**DATA SHOWN:**
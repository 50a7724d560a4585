use std::cmp::Reverse;
use std::collections::{BinaryHeap, HashMap, VecDeque};

use tracing::{debug, trace};

use crate::error::{Error, Result};
use crate::events::{Event, ScheduledEvent};
use crate::metrics::MetricsCollector;
use crate::models::{SimConfig, StopCondition};
use crate::pool::ServerPool;
use crate::state::{Customer, CustomerPhase, Diagnostic, RunResult};
use crate::variates::VariateSource;

/// Single-threaded discrete-event run of one queue configuration.
///
/// Customers that find every server busy are parked in a FIFO line. A
/// departure that frees a server hands it to the head of the line right away
/// and schedules that customer's service start at the same instant.
pub struct SimulationEngine {
    config: SimConfig,
    clock: f64,
    events: BinaryHeap<Reverse<ScheduledEvent>>,
    next_seq: u64,
    pool: ServerPool,
    metrics: MetricsCollector,
    variates: VariateSource,
    customers: HashMap<usize, Customer>,
    waiting: VecDeque<usize>,
    admitted: u64,
    target_reached: Option<(f64, usize)>,
    result: Option<RunResult>,
}

impl SimulationEngine {
    pub fn new(config: SimConfig) -> Result<Self> {
        validate_config(&config)?;
        let pool = ServerPool::new(config.servers, config.assignment);
        let metrics = MetricsCollector::new(config.servers);
        let variates = VariateSource::new(config.seed);

        Ok(Self {
            config,
            clock: 0.0,
            events: BinaryHeap::new(),
            next_seq: 0,
            pool,
            metrics,
            variates,
            customers: HashMap::new(),
            waiting: VecDeque::new(),
            admitted: 0,
            target_reached: None,
            result: None,
        })
    }

    /// Runs to the stop condition and summarizes. Later calls return the
    /// same result without advancing the clock.
    pub fn run(&mut self) -> Result<RunResult> {
        if let Some(result) = &self.result {
            return Ok(result.clone());
        }

        debug!(
            servers = self.config.servers,
            arrival = %self.config.arrival,
            service = %self.config.service,
            stop = %self.config.stop,
            seed = ?self.config.seed,
            "starting simulation run"
        );
        self.schedule_next_arrival(0.0)?;

        while let Some(Reverse(next)) = self.events.peek().copied() {
            if let StopCondition::SimTime(limit) = self.config.stop {
                if next.time >= limit {
                    break;
                }
            }
            self.events.pop();
            debug_assert!(
                next.time >= self.clock,
                "clock moved backwards: {} -> {}",
                self.clock,
                next.time
            );
            self.clock = next.time;
            trace!(time = next.time, event = ?next.event, "processing event");

            match next.event {
                Event::Arrival => self.handle_arrival()?,
                Event::ServiceStart {
                    customer_id,
                    server_id,
                } => self.begin_service(customer_id, server_id)?,
                Event::Departure {
                    customer_id,
                    server_id,
                } => self.handle_departure(customer_id, server_id),
            }
        }

        let terminal = match self.config.stop {
            StopCondition::SimTime(limit) => limit,
            StopCondition::CustomerCount(_) => self.clock,
        };
        self.clock = terminal;
        self.metrics.finalize(terminal);
        let result = self.metrics.summarize(terminal);
        debug!(
            total_served = result.total_served,
            sim_duration = result.sim_duration,
            avg_wait_time = result.avg_wait_time,
            "simulation run finished"
        );
        self.result = Some(result.clone());
        Ok(result)
    }

    pub fn clock(&self) -> f64 {
        self.clock
    }

    pub fn metrics(&self) -> &MetricsCollector {
        &self.metrics
    }

    pub fn pool(&self) -> &ServerPool {
        &self.pool
    }

    /// Customers admitted but not yet departed.
    pub fn in_system(&self) -> usize {
        self.customers.len()
    }

    pub fn admitted(&self) -> u64 {
        self.admitted
    }

    /// Instant the customer-count target was met and how many customers were
    /// still in the system then. `None` under a time limit.
    pub fn target_reached(&self) -> Option<(f64, usize)> {
        self.target_reached
    }

    fn schedule(&mut self, time: f64, event: Event) {
        self.events
            .push(Reverse(ScheduledEvent::new(time, self.next_seq, event)));
        self.next_seq += 1;
    }

    fn schedule_next_arrival(&mut self, from: f64) -> Result<()> {
        let gap = self.variates.next_interarrival(&self.config.arrival)?;
        self.schedule(from + gap, Event::Arrival);
        Ok(())
    }

    fn arrivals_open(&self) -> bool {
        match self.config.stop {
            StopCondition::SimTime(limit) => self.clock < limit,
            StopCondition::CustomerCount(count) => self.metrics.total_served() < count,
        }
    }

    /// The customer arriving now is always admitted; the source only stops
    /// generating further arrivals once the stop condition holds.
    fn handle_arrival(&mut self) -> Result<()> {
        let now = self.clock;
        self.admitted += 1;
        let customer_id = self.admitted as usize;
        if self.arrivals_open() {
            self.schedule_next_arrival(now)?;
        } else {
            debug!(time = now, admitted = self.admitted, "arrival source stopped");
        }

        self.customers
            .insert(customer_id, Customer::arrive(customer_id, now));
        self.metrics.customer_enqueued(now);

        match self.pool.try_acquire() {
            Some(server_id) => self.begin_service(customer_id, server_id),
            None => {
                trace!(customer_id, time = now, "all servers busy, customer waits");
                self.waiting.push_back(customer_id);
                Ok(())
            }
        }
    }

    fn begin_service(&mut self, customer_id: usize, server_id: usize) -> Result<()> {
        let now = self.clock;
        let service_time = self.variates.next_service(&self.config.service)?;
        self.metrics.customer_dequeued(now);
        self.metrics.record_server_busy_start(server_id, now);

        if let Some(customer) = self.customers.get_mut(&customer_id) {
            debug_assert_eq!(customer.phase, CustomerPhase::Waiting);
            customer.service_start = Some(now);
            customer.server_id = Some(server_id);
            customer.phase = CustomerPhase::InService;
        }
        self.schedule(
            now + service_time,
            Event::Departure {
                customer_id,
                server_id,
            },
        );
        Ok(())
    }

    fn handle_departure(&mut self, customer_id: usize, server_id: usize) {
        let now = self.clock;
        self.metrics.record_server_busy_end(server_id, now);

        if let Some(mut customer) = self.customers.remove(&customer_id) {
            debug_assert_eq!(customer.phase, CustomerPhase::InService);
            customer.phase = CustomerPhase::Departed;
            self.metrics.record_customer_served(&customer, now);
        }
        if let StopCondition::CustomerCount(count) = self.config.stop {
            if self.target_reached.is_none() && self.metrics.total_served() >= count {
                self.target_reached = Some((now, self.customers.len()));
                debug!(
                    time = now,
                    in_system = self.customers.len(),
                    "customer-count target reached"
                );
            }
        }

        if self.pool.release(server_id).is_err() {
            self.metrics
                .record_diagnostic(Diagnostic::UnheldRelease { server_id, at: now });
            return;
        }

        while self.pool.free_count() > 0 {
            let Some(next_customer) = self.waiting.pop_front() else {
                break;
            };
            if let Some(free_server) = self.pool.try_acquire() {
                trace!(
                    customer_id = next_customer,
                    server_id = free_server,
                    "handing off freed server"
                );
                self.schedule(
                    now,
                    Event::ServiceStart {
                        customer_id: next_customer,
                        server_id: free_server,
                    },
                );
            }
        }
    }
}

pub fn run_simulation(config: &SimConfig) -> Result<RunResult> {
    let mut engine = SimulationEngine::new(config.clone())?;
    engine.run()
}

pub fn validate_config(config: &SimConfig) -> Result<()> {
    if config.servers == 0 {
        return Err(Error::ServersZero);
    }
    match config.stop {
        StopCondition::SimTime(limit) if !(limit > 0.0 && limit.is_finite()) => {
            return Err(Error::InvalidStopCondition(format!(
                "sim-time must be positive (got {})",
                limit
            )));
        }
        StopCondition::CustomerCount(0) => {
            return Err(Error::InvalidStopCondition(
                "customer-count must be greater than 0".to_string(),
            ));
        }
        _ => {}
    }
    config.arrival.validate()?;
    config.service.validate()?;
    Ok(())
}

**AIM OF THE TASK:**
Look at the material above and copy, word for word, its lines from the first through the one containing "line right away".

**TASK OUTPUT:**
repository 50a7724d560a4585
use std::cmp::Reverse;
use std::collections::{BinaryHeap, HashMap, VecDeque};

use tracing::{debug, trace};

use crate::error::{Error, Result};
use crate::events::{Event, ScheduledEvent};
use crate::metrics::MetricsCollector;
use crate::models::{SimConfig, StopCondition};
use crate::pool::ServerPool;
use crate::state::{Customer, CustomerPhase, Diagnostic, RunResult};
use crate::variates::VariateSource;

/// Single-threaded discrete-event run of one queue configuration.
///
/// Customers that find every server busy are parked in a FIFO line. A
/// departure that frees a server hands it to the head of the line right away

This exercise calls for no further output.